Depuis quand Jean Pichet dit Pégin est-il en Nouvelle-France ? Malgré
le fait qu’aucun document notarié concernant son engagement n’ait été
trouvé, il semble bien qu’il soit arrivé en ce pays à l’été de 1659.
Est-il en engagé de trente-six mois ? Probablement, mais on ignore le
nom de l’habitant, du Seigneur ou de la compagnie chez qui Jean passa
les trois premières années de son séjour sur la côte de Beaupré.
Le 10 août 1662, ce jeune colon se rend chez le notaire Vachon pour y
acheter des frères Jean et Nicolas Juchereau, une concession sise en la
paroisse Saint-Pierre de l’Ile d’Orléans. Cette terre, faisant partie
de l’arrière-arrière-fief La Chevalerie, avait deux arpents de front
sur le fleuve avec une profondeur qui «se rend jusqu’à la ligne qui
traverse la dite île de pointe en pointe». Bornée à l’est par la terre
de Jean Paulin, à l’ouest par celle de Charles Roger des Colombiers,
cette concession a une superficie de 38½ arpents environ.
Les semaines et les mois passent, laissant à Jean Pichet le temps
nécessaire pour défricher quelques arpents et bâtir, sans doute, une
habitation destinée à accueillir Madgeleine Leblanc qu’il épouse vers
1666. L’acte de mariage n’ayant pas été retracé, nous ne connaissons
pas le nom de ses parents ni le lieu de sa paroisse d’origine, en
France. Selon le généalogiste Tanguay, Jean serait de la région de
Poitiers. Son épouse Magdeleine Leblanc était la fille de Jean Leblanc
et Euphodie-Madeleine Nicolet. Cette dernière était la fille du célèbre
explorateur-interprète Jean Nicolet marié à une sauvagesse Nipissing.
Au recensement de l’année 1667, Jean et Magdeleine possèdent une tête
de bétail et douze arpents en valeur. Il faut attendre l’année 1678
pour que Jean Pichet fasse de nouveau parler de lui. Ce vingt-quatre du
mois de février, le patrimoine des Pichet s’enrichit d’une nouvelle
terre. En effet, en présence du notaire Duquet, Jean achète la terre de
Jean Paulin, son voisin.
En 1681, lors du recensement, la famille Pichet dit Pégin vit toujours
dans la paroisse Saint-Pierre de l’Ile d’Orléans où vingt arpents de
terre ont été défrichés, fournissant de quoi nourrir onze bêtes de
bétail qui ne tarderont pas à se multiplier.

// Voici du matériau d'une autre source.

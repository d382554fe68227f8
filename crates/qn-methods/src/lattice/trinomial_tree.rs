//! Recombining trinomial tree.
//!
//! The process variance over a step must not depend on the state, which
//! holds for the Ornstein-Uhlenbeck state variables of the short-rate
//! models. Node spacing at step `i` is `dx_i = sqrt(3 V_i)`; each node
//! branches around the node closest to its conditional mean.

use super::{TimeGrid, Tree};
use qn_core::{ensure, errors::Result, Integer, Real};
use qn_processes::StochasticProcess1D;
use tracing::debug;

/// Branching of one time step: for each node the offset `k` of the middle
/// descendant and the down/middle/up probabilities.
#[derive(Debug, Clone, PartialEq)]
pub struct Branching {
    k: Vec<Integer>,
    probs: [Vec<Real>; 3],
    j_min: Integer,
    j_max: Integer,
}

impl Default for Branching {
    fn default() -> Self {
        Self {
            k: Vec::new(),
            probs: [Vec::new(), Vec::new(), Vec::new()],
            j_min: Integer::MAX,
            j_max: Integer::MIN,
        }
    }
}

impl Branching {
    fn add(&mut self, k: Integer, p_down: Real, p_mid: Real, p_up: Real) {
        self.k.push(k);
        self.probs[0].push(p_down);
        self.probs[1].push(p_mid);
        self.probs[2].push(p_up);
        self.j_min = self.j_min.min(k - 1);
        self.j_max = self.j_max.max(k + 1);
    }

    /// Node of the next column reached from `index` via `branch`.
    pub fn descendant(&self, index: usize, branch: usize) -> usize {
        (self.k[index] - self.j_min - 1) as usize + branch
    }

    /// Probability of `branch` from node `index`.
    pub fn probability(&self, index: usize, branch: usize) -> Real {
        self.probs[branch][index]
    }

    /// Number of nodes in the next column.
    pub fn size(&self) -> usize {
        (self.j_max - self.j_min + 1) as usize
    }

    /// Middle-descendant offsets.
    pub fn k(&self) -> &[Integer] {
        &self.k
    }

    /// Lowest node offset of the next column.
    pub fn j_min(&self) -> Integer {
        self.j_min
    }

    /// Highest node offset of the next column.
    pub fn j_max(&self) -> Integer {
        self.j_max
    }
}

/// A recombining trinomial tree on `x0 + j dx_i`.
#[derive(Debug, Clone)]
pub struct TrinomialTree {
    x0: Real,
    dx: Vec<Real>,
    branchings: Vec<Branching>,
    time_grid: TimeGrid,
}

impl TrinomialTree {
    /// Build the tree of `process` on `grid`. With `is_positive` the lowest
    /// descendant of every node stays strictly above zero.
    pub fn new(
        process: &dyn StochasticProcess1D,
        grid: &TimeGrid,
        is_positive: bool,
    ) -> Result<Self> {
        let x0 = process.x0();
        let steps = grid.steps();
        ensure!(steps > 0, "trinomial tree needs at least one time step");

        let mut dx = Vec::with_capacity(steps + 1);
        dx.push(0.0);
        let mut branchings = Vec::with_capacity(steps);
        let (mut j_min, mut j_max) = (0, 0);
        let sqrt3 = 3.0_f64.sqrt();

        for i in 0..steps {
            let t = grid.time(i);
            let dt = grid.dt(i);
            let v2 = process.variance_1d(t, 0.0, dt);
            ensure!(v2 > 0.0, "non-positive variance {v2} at t = {t}");
            let v = v2.sqrt();
            let dx_next = v * sqrt3;
            dx.push(dx_next);

            let mut branching = Branching::default();
            for j in j_min..=j_max {
                let x = x0 + j as Real * dx[i];
                let m = process.expectation_1d(t, x, dt);
                let mut k = ((m - x0) / dx_next + 0.5).floor() as Integer;
                if is_positive {
                    while x0 + (k - 1) as Real * dx_next <= 0.0 {
                        k += 1;
                    }
                }
                let e = m - (x0 + k as Real * dx_next);
                let e2 = e * e;
                let e3 = e * sqrt3;
                let p_down = (1.0 + e2 / v2 - e3 / v) / 6.0;
                let p_mid = (2.0 - e2 / v2) / 3.0;
                let p_up = (1.0 + e2 / v2 + e3 / v) / 6.0;
                branching.add(k, p_down, p_mid, p_up);
            }
            j_min = branching.j_min;
            j_max = branching.j_max;
            branchings.push(branching);
        }
        debug!(
            steps,
            x0,
            width = j_max - j_min + 1,
            "built trinomial tree"
        );
        Ok(Self {
            x0,
            dx,
            branchings,
            time_grid: grid.clone(),
        })
    }

    /// Node spacing of column `i` (zero for the root).
    pub fn dx(&self, i: usize) -> Real {
        self.dx[i]
    }

    /// Branching from column `i` to `i + 1`.
    pub fn branching(&self, i: usize) -> &Branching {
        &self.branchings[i]
    }

    /// The time grid.
    pub fn time_grid(&self) -> &TimeGrid {
        &self.time_grid
    }
}

impl Tree for TrinomialTree {
    fn columns(&self) -> usize {
        self.time_grid.size()
    }

    fn size(&self, i: usize) -> usize {
        if i == 0 {
            1
        } else {
            self.branchings[i - 1].size()
        }
    }

    fn underlying(&self, i: usize, index: usize) -> Real {
        if i == 0 {
            self.x0
        } else {
            let j = self.branchings[i - 1].j_min as Real + index as Real;
            self.x0 + j * self.dx[i]
        }
    }

    fn descendant(&self, i: usize, index: usize, branch: usize) -> usize {
        self.branchings[i].descendant(index, branch)
    }

    fn probability(&self, i: usize, index: usize, branch: usize) -> Real {
        self.branchings[i].probability(index, branch)
    }

    fn branches(&self) -> usize {
        3
    }
}

#[cfg(test)]
mod tests {
    use super::*;
    use approx::assert_abs_diff_eq;
    use proptest::prelude::*;
    use qn_processes::OrnsteinUhlenbeckProcess;

    fn tree(a: Real, steps: usize) -> TrinomialTree {
        let p = OrnsteinUhlenbeckProcess::new(a, 0.01, 0.0, 0.0);
        TrinomialTree::new(&p, &TimeGrid::new(5.0, steps).unwrap(), false).unwrap()
    }

    #[test]
    fn mean_reversion_caps_width() {
        let t = tree(0.5, 100);
        assert_eq!(t.size(0), 1);
        assert_eq!(t.size(1), 3);
        // the tree stops widening once reversion dominates
        assert!(t.size(100) < 2 * 100 + 1);
        assert_eq!(t.size(100), t.size(99));
    }

    #[test]
    fn conditional_moments_are_matched() {
        let p = OrnsteinUhlenbeckProcess::new(0.3, 0.01, 0.0, 0.0);
        let grid = TimeGrid::new(2.0, 20).unwrap();
        let t = TrinomialTree::new(&p, &grid, false).unwrap();
        let i = 10;
        for index in 0..t.size(i) {
            let x = t.underlying(i, index);
            let (mut mean, mut second) = (0.0, 0.0);
            for b in 0..3 {
                let y = t.underlying(i + 1, t.descendant(i, index, b));
                let q = t.probability(i, index, b);
                mean += q * y;
                second += q * y * y;
            }
            let m = p.expectation_1d(grid.time(i), x, grid.dt(i));
            let v = p.variance_1d(grid.time(i), x, grid.dt(i));
            assert_abs_diff_eq!(mean, m, epsilon = 1e-14);
            assert_abs_diff_eq!(second - mean * mean, v, epsilon = 1e-14);
        }
    }

    #[test]
    fn positive_tree_stays_above_zero() {
        let p = OrnsteinUhlenbeckProcess::new(0.1, 0.02, 0.01, 0.01);
        let grid = TimeGrid::new(10.0, 40).unwrap();
        let t = TrinomialTree::new(&p, &grid, true).unwrap();
        for i in 1..t.columns() {
            assert!(t.underlying(i, 0) > 0.0);
        }
    }

    proptest! {
        #[test]
        fn probabilities_sum_to_one(a in 0.01f64..2.0, steps in 1usize..40) {
            let t = tree(a, steps);
            for i in 0..steps {
                for index in 0..t.size(i) {
                    let s: Real = (0..3).map(|b| t.probability(i, index, b)).sum();
                    prop_assert!((s - 1.0).abs() < 1e-12);
                    for b in 0..3 {
                        prop_assert!(t.descendant(i, index, b) < t.size(i + 1));
                    }
                }
            }
        }
    }
}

Outre une requête déposée contre Nicolas Juchereau dit Saint-Denis en
septembre 1678, les années suivantes sont sans histoire pour le couple
Pichet-Leblanc. Jean décède en 1699, neuf ans avant sa compagne de tous
les jours. Neuf mois plus tard, soit le quatre de l’année 1670, la
veuve convoque le notaire Jacob, père, afin de dresser l’inventaire des
biens.
De son union avec Magdeleine Leblanc, six enfants sont nés :
· Jacques, baptisé le 5 mai1668, se marrie à Louise Asselin le 30 avril
1696 dans la paroisse de Sainte-Famille de l’Ile d’Orléans, Il meurt en
1713.
· Anonyme, né, baptisé and enterré le 10 avril1672, dans la paroisse de
Sainte-Famille de l’Ile d’Orléans.
· Madeleine, baptisée le 14 avril 1675, marriée en 1re noce avec
Gabriel Gosselin le 13 avril 1692 devant le notaire Vachon; en 2e noce
avec Antoine Vigneau le 19 février1703.
· Jean, baptisé le 20 juin 1680, marrié à Geneviève Crépeau le 8
novembre 1700 dans la paroisse de Saint-Pierre de l’Ile d’Orléans,
meurt en 1703.
· Pierre, baptisé le 13 juillet 1682, épouse Elizabeth Côté le 26
novembre 1703 dans la paroisse de Saint-Pierre de l’Ile d’Orléans.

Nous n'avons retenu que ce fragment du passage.